I spent last weekend with Parliamentarians from across Europe and beyond in Kyiv in solidarity with our Ukrainian friends marking the second anniversary of the Russian invasion. It was my first visit to Ukraine and on the face of it little clue of the war waging in that country other than the signs to shelters and occasional air raid sirens, one of which I managed to sleep through. In addition, there were road blocks, army checks and plenty of sandbags around Parliament and other public buildings.
The conference we attended constantly praised the lead the UK had taken but urged other allies to make their donations of weapons and funding much more urgently. We should be proud of the role that the UK is playing across so many areas: the British charities and NGOs (including from Sussex) taking vital supplies out as well as volunteers helping rebuild shelled houses; the blood group testing project encouraging more people to come forward and give blood as it’s estimated that 25% of casualties on the battlefield could be saved if blood supplies were more available.

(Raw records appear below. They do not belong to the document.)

//! DRAFTED -> PUBLISHED transition and the entry reconciliation that can
//! ride along with it.

use chrono::NaiveTime;

use crate::conflict::ConflictValidator;
use crate::errors::{ScheduleError, ScheduleResult, ValidationError};
use crate::models::batch::{BatchStatus, DateSpan, ScheduleBatch, MAX_BATCH_ENTRIES};
use crate::models::entry::ScheduleEntry;
use crate::models::requests::EntryPayload;
use crate::time_range::{parse_clock, TimeRange};

/// What a publish payload entry asks for, decided once at the boundary.
#[derive(Debug, Clone, Copy, PartialEq, Eq)]
pub enum EntryChange {
    Create { user_id: i64, range: TimeRange },
    /// New clock times for a stored entry. Its date and assignee never change.
    Update { id: i64, start: NaiveTime, end: NaiveTime },
}

impl EntryChange {
    /// Positive ids edit an existing entry; absent or non-positive ids create one.
    ///
    /// An update only reads `startTime` and `endTime`; any `date` or `userId`
    /// sent with it is ignored.
    pub fn decide(payload: &EntryPayload) -> Result<Self, ValidationError> {
        match payload.id {
            Some(id) if id > 0 => {
                let (start, end) = payload.fields.times()?;
                let start = parse_clock(start)?;
                let end = parse_clock(end)?;
                TimeRange::check_order(start, end)?;
                Ok(EntryChange::Update { id, start, end })
            }
            _ => {
                let (user_id, range) = payload.fields.validate()?;
                Ok(EntryChange::Create { user_id, range })
            }
        }
    }

    pub fn decide_all(payloads: &[EntryPayload]) -> Result<Vec<Self>, ValidationError> {
        payloads.iter().map(Self::decide).collect()
    }
}

/// An [`EntryChange`] resolved against the stored batch. Update ranges keep
/// the stored entry's date.
#[derive(Debug, Clone, Copy, PartialEq, Eq)]
pub enum PlannedChange {
    Create { user_id: i64, range: TimeRange },
    Update { id: i64, range: TimeRange },
}

/// A validated publish, ready to be committed in one transaction.
#[derive(Debug, Clone, PartialEq)]
pub struct PublishPlan {
    pub batch_id: i64,
    pub changes: Vec<PlannedChange>,
    pub span: DateSpan,
    /// The batch's entries as they will look after the commit.
    pub final_entries: Vec<ScheduleEntry>,
}

impl PublishPlan {
    /// Checks the transition and applies `changes` to a copy of the entries.
    ///
    /// Updates must name an entry of this batch. The resulting set is
    /// checked for internal overlaps; overlaps with other batches are the
    /// caller's to check since they need the store.
    pub fn prepare(batch: &ScheduleBatch, changes: Vec<EntryChange>) -> ScheduleResult<Self> {
        if !batch.status.can_transition_to(BatchStatus::Published) {
            return Err(ScheduleError::BatchLocked {
                batch_id: batch.id,
                status: batch.status,
            });
        }

        let mut final_entries = batch.entries.clone();
        let mut planned = Vec::with_capacity(changes.len());
        for change in changes {
            match change {
                EntryChange::Update { id, start, end } => {
                    let entry = final_entries
                        .iter_mut()
                        .find(|e| e.id == id)
                        .ok_or(ScheduleError::EntryNotInBatch {
                            batch_id: batch.id,
                            entry_id: id,
                        })?;
                    let range = TimeRange::new(entry.range().date(), start, end)?;
                    entry.replace_range(range);
                    planned.push(PlannedChange::Update { id, range });
                }
                EntryChange::Create { user_id, range } => {
                    final_entries.push(ScheduleEntry::create(user_id, range).in_batch(batch.id));
                    planned.push(PlannedChange::Create { user_id, range });
                }
            }
        }

        if final_entries.len() > MAX_BATCH_ENTRIES {
            return Err(ValidationError::BatchTooLarge {
                count: final_entries.len(),
                max: MAX_BATCH_ENTRIES,
            }
            .into());
        }

        ConflictValidator::check_internal(&final_entries)?;

        let span = DateSpan::of_entries(&final_entries).unwrap_or(batch.span);
        Ok(Self {
            batch_id: batch.id,
            changes: planned,
            span,
            final_entries,
        })
    }

    pub fn user_ids(&self) -> Vec<i64> {
        let mut ids: Vec<i64> = self.final_entries.iter().map(|e| e.user_id).collect();
        ids.sort_unstable();
        ids.dedup();
        ids
    }
}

Most impressive, is the work that the British charity the Halo Trust is doing to clear the tens of thousands of mines and booby traps left behind in the formerly occupied areas. We visited an active minefield when we travelled north near the border with Belarus where you see the real horrors of war – hospitals deliberately targeted by missiles, destroyed apartments and the testimony of survivors of a whole village where the Russians rounded up 360 men, women and babies and kept them in darkness and squalor in a school basement for 6 weeks until liberated. The scrawled list of names of those who died there on the back of a door was particularly poignant.
Another deeply appalling war crime is the abduction of 19546 Ukrainian babies and children (and probably many more) now having their identities and nationalities changed in Russia and adopted despite having living Ukrainian parents. This is something I will be taking up further in Parliament and I will produce a more detailed video of my trip shortly.